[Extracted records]
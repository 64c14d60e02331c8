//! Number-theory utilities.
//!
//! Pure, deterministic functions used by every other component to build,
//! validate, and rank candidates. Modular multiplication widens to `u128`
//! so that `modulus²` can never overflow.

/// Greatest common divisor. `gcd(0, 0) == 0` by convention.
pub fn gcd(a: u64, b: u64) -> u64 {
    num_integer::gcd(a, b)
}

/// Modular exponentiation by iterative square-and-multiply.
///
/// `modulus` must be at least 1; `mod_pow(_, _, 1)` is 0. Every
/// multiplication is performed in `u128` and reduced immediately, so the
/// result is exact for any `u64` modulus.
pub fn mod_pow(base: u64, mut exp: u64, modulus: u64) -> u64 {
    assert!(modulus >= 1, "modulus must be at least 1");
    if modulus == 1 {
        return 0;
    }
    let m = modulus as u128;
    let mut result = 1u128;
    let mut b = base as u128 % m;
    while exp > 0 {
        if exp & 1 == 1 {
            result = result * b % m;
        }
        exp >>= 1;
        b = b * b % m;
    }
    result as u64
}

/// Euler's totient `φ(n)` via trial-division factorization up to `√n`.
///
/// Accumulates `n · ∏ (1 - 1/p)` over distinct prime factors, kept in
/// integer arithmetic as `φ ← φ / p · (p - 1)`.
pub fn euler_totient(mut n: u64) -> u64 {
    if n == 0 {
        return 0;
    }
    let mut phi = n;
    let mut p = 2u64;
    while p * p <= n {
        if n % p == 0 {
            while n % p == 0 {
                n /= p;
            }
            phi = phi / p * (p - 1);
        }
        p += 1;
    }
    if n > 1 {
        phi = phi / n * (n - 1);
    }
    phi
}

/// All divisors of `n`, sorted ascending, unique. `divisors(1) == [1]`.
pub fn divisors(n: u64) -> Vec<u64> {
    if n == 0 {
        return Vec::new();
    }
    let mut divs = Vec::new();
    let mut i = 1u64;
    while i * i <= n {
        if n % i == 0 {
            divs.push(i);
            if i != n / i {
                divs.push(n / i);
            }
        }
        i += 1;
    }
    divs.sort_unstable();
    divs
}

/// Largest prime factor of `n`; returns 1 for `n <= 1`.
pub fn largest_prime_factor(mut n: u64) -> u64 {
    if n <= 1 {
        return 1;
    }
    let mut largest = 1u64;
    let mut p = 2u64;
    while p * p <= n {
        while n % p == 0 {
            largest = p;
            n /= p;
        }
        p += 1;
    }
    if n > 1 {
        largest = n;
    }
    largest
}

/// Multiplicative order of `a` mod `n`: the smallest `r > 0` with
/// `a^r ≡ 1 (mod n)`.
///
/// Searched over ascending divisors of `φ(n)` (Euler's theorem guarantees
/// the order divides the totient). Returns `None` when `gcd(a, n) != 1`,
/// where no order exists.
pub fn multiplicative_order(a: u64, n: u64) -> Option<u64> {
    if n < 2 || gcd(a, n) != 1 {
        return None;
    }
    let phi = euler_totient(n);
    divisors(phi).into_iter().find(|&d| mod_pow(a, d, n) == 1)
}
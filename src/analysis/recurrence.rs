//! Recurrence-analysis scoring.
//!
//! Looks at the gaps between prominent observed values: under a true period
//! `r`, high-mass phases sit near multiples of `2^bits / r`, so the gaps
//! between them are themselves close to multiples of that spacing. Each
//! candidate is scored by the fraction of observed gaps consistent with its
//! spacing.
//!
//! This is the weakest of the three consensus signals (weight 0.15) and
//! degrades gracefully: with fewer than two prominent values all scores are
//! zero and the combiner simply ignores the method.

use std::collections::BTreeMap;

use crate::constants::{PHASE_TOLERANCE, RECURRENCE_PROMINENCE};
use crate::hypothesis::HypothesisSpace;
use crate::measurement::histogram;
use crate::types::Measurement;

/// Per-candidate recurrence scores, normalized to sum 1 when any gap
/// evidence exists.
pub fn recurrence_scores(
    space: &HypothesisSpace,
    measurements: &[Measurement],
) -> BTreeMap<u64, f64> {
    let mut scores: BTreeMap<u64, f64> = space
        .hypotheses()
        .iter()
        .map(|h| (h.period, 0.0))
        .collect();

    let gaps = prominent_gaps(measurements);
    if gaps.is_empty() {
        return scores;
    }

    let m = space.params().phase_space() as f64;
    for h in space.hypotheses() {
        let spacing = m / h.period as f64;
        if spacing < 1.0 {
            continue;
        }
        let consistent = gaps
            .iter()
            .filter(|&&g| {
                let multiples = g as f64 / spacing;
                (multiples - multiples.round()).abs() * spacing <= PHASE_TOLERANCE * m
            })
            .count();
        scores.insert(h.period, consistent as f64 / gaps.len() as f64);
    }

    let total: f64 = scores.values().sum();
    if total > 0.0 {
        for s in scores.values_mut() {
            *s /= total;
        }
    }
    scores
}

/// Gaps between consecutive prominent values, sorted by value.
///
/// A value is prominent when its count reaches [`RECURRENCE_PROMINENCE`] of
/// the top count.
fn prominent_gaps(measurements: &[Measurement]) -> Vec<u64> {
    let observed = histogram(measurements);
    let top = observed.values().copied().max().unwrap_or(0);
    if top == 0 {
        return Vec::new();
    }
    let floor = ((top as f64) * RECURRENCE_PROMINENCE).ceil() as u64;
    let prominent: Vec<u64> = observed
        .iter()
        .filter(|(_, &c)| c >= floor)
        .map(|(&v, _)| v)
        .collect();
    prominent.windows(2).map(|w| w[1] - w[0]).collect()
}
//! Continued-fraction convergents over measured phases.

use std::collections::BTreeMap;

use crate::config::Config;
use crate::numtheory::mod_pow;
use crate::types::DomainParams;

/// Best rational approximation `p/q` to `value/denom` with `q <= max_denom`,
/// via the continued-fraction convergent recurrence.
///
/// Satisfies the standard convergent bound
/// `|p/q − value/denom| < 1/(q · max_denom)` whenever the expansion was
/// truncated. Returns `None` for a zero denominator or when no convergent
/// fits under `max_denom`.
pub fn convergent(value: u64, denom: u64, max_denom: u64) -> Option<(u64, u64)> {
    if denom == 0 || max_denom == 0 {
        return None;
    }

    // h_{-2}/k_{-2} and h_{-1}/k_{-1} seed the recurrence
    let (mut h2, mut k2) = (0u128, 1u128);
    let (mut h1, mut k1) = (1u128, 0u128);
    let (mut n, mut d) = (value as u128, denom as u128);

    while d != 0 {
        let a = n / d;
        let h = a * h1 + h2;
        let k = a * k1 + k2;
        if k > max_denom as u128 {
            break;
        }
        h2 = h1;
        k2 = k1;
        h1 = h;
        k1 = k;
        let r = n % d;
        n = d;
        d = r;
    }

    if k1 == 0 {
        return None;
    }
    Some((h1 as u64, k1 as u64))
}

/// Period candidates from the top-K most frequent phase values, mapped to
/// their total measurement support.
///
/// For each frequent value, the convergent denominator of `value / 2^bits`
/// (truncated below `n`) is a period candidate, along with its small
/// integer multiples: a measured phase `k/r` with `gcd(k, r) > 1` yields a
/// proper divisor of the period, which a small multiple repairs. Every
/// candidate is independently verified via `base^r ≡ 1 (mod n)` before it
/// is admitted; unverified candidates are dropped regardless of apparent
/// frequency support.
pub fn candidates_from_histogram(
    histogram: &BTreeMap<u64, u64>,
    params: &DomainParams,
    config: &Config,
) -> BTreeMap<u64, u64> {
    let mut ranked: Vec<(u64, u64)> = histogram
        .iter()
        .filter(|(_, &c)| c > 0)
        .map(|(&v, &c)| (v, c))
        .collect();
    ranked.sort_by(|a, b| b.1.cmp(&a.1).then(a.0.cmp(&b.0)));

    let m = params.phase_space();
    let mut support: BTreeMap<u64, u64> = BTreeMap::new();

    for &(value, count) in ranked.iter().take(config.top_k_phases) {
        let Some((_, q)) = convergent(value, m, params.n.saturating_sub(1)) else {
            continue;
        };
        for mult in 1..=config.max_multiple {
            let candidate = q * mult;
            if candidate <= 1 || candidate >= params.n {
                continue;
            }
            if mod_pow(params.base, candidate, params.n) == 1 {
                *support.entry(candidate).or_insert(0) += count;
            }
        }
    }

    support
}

EXERCISE AIM
Take the lines above from the first through the one containing "Greatest common divisor." and reproduce them exactly; include nothing else.

EXERCISE RESPONSE
repository 64c14d60e02331c8
//! Number-theory utilities.
//!
//! Pure, deterministic functions used by every other component to build,
//! validate, and rank candidates. Modular multiplication widens to `u128`
//! so that `modulus²` can never overflow.

/// Greatest common divisor. `gcd(0, 0) == 0` by convention.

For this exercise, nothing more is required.